As a type of accident-tolerant fuel, fully ceramic microencapsulated (FCM) fuel was proposed after the Fukushima accident in Japan. The FCM fuel consists of tristructural isotropic particles randomly dispersed in a silicon carbide (SiC) matrix. For a fuel element with such high heterogeneity, we have proposed a two-temperature homogenized model using the particle transport Monte Carlo method for the heat conduction problem. This model distinguishes between fuel-kernel and SiC matrix temperatures. Moreover, the obtained temperature profiles are more realistic than those of other models. In Part I of the paper, homogenized parameters for the FCM fuel in which tristructural isotropic particles are randomly dispersed in the fine lattice stochastic structure are obtained by (1) matching steady-state analytic solutions of the model with the results of particle transport Monte Carlo method for heat conduction problems, and (2) preserving total enthalpies in fuel kernels and SiC matrix.
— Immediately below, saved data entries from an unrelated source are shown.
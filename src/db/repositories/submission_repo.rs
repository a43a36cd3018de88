//! Submission repository

use chrono::{DateTime, Utc};
use sqlx::PgPool;
use uuid::Uuid;

use crate::{error::AppResult, models::Submission};

/// Repository for submission database operations
pub struct SubmissionRepository;

impl SubmissionRepository {
    /// Create a new submission in `pending` status
    pub async fn create(
        pool: &PgPool,
        team_id: &Uuid,
        problem_id: &Uuid,
        contest_id: &Uuid,
        language: &str,
        source_code: &str,
    ) -> AppResult<Submission> {
        let submission = sqlx::query_as::<_, Submission>(
            r#"
            INSERT INTO submissions (team_id, problem_id, contest_id, language, source_code)
            VALUES ($1, $2, $3, $4, $5)
            RETURNING *
            "#,
        )
        .bind(team_id)
        .bind(problem_id)
        .bind(contest_id)
        .bind(language)
        .bind(source_code)
        .fetch_one(pool)
        .await?;

        Ok(submission)
    }

    /// Find submission by ID
    pub async fn find_by_id(pool: &PgPool, id: &Uuid) -> AppResult<Option<Submission>> {
        let submission =
            sqlx::query_as::<_, Submission>(r#"SELECT * FROM submissions WHERE id = $1"#)
                .bind(id)
                .fetch_optional(pool)
                .await?;

        Ok(submission)
    }

    /// All finalized submissions of a contest in chronological order
    /// (scoring input)
    pub async fn list_finalized_for_contest(
        pool: &PgPool,
        contest_id: &Uuid,
    ) -> AppResult<Vec<Submission>> {
        let submissions = sqlx::query_as::<_, Submission>(
            r#"
            SELECT * FROM submissions
            WHERE contest_id = $1
              AND status NOT IN ('pending', 'compiling', 'judging')
            ORDER BY submission_time
            "#,
        )
        .bind(contest_id)
        .fetch_all(pool)
        .await?;

        Ok(submissions)
    }

    /// Finalized submissions of one team on one problem, chronological
    pub async fn list_finalized_for_team_problem(
        pool: &PgPool,
        team_id: &Uuid,
        problem_id: &Uuid,
    ) -> AppResult<Vec<Submission>> {
        let submissions = sqlx::query_as::<_, Submission>(
            r#"
            SELECT * FROM submissions
            WHERE team_id = $1
              AND problem_id = $2
              AND status NOT IN ('pending', 'compiling', 'judging')
            ORDER BY submission_time
            "#,
        )
        .bind(team_id)
        .bind(problem_id)
        .fetch_all(pool)
        .await?;

        Ok(submissions)
    }

    /// Update a non-terminal progress status (compiling / judging)
    pub async fn update_status(pool: &PgPool, id: &Uuid, status: &str) -> AppResult<()> {
        sqlx::query(r#"UPDATE submissions SET status = $2 WHERE id = $1"#)
            .bind(id)
            .bind(status)
            .execute(pool)
            .await?;

        Ok(())
    }

    /// Write the terminal judging result. The submission id is the
    /// idempotency key: a re-delivered job overwrites with identical data
    /// rather than duplicating.
    #[allow(clippy::too_many_arguments)]
    pub async fn finalize(
        pool: &PgPool,
        id: &Uuid,
        status: &str,
        execution_time: Option<i32>,
        memory_used: Option<i32>,
        points_earned: Option<f64>,
        test_cases_passed: Option<i32>,
        total_test_cases: Option<i32>,
        judge_output: Option<&serde_json::Value>,
    ) -> AppResult<Submission> {
        let submission = sqlx::query_as::<_, Submission>(
            r#"
            UPDATE submissions
            SET status = $2,
                execution_time = $3,
                memory_used = $4,
                points_earned = $5,
                test_cases_passed = $6,
                total_test_cases = $7,
                judge_output = $8,
                judged_at = NOW()
            WHERE id = $1
            RETURNING *
            "#,
        )
        .bind(id)
        .bind(status)
        .bind(execution_time)
        .bind(memory_used)
        .bind(points_earned)
        .bind(test_cases_passed)
        .bind(total_test_cases)
        .bind(judge_output)
        .fetch_one(pool)
        .await?;

        Ok(submission)
    }

    /// Administrative re-judge: push the current result into the
    /// judge_output history and reset the submission to pending.
    pub async fn reset_for_rejudge(pool: &PgPool, id: &Uuid) -> AppResult<()> {
        sqlx::query(
            r#"
            UPDATE submissions
            SET judge_output = jsonb_set(
                    COALESCE(judge_output, '{}'::jsonb),
                    '{history}',
                    COALESCE(judge_output -> 'history', '[]'::jsonb)
                        || jsonb_build_object(
                               'status', status,
                               'judged_at', judged_at,
                               'detail', judge_output -> 'cases')
                ),
                status = 'pending',
                judged_at = NULL
            WHERE id = $1
            "#,
        )
        .bind(id)
        .execute(pool)
        .await?;

        Ok(())
    }

    /// Count pending-pipeline submissions scoped to one contest (grace
    /// period drain check)
    pub async fn pending_count_for_contest(pool: &PgPool, contest_id: &Uuid) -> AppResult<i64> {
        let count: i64 = sqlx::query_scalar(
            r#"
            SELECT COUNT(*) FROM submissions
            WHERE contest_id = $1
              AND status IN ('pending', 'compiling', 'judging')
            "#,
        )
        .bind(contest_id)
        .fetch_one(pool)
        .await?;

        Ok(count)
    }

    /// Force-finalize every still-pending submission of a contest
    /// (grace-period expiry). Returns the ids affected.
    pub async fn force_finalize_pending(
        pool: &PgPool,
        contest_id: &Uuid,
        status: &str,
        judged_at: DateTime<Utc>,
    ) -> AppResult<Vec<Uuid>> {
        let ids: Vec<Uuid> = sqlx::query_scalar(
            r#"
            UPDATE submissions
            SET status = $2, judged_at = $3
            WHERE contest_id = $1
              AND status IN ('pending', 'compiling', 'judging')
            RETURNING id
            "#,
        )
        .bind(contest_id)
        .bind(status)
        .bind(judged_at)
        .fetch_all(pool)
        .await?;

        Ok(ids)
    }
}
The homogenized parameters have two desirable properties: (1) they are insensitive to boundary conditions such as coolant bulk temperatures and thickness of cladding, and (2) they are independent of operating power density. By performing the Monte Carlo calculations with the temperature-dependent thermal properties of the constituent materials of the FCM fuel, temperature-dependent homogenized parameters are obtained.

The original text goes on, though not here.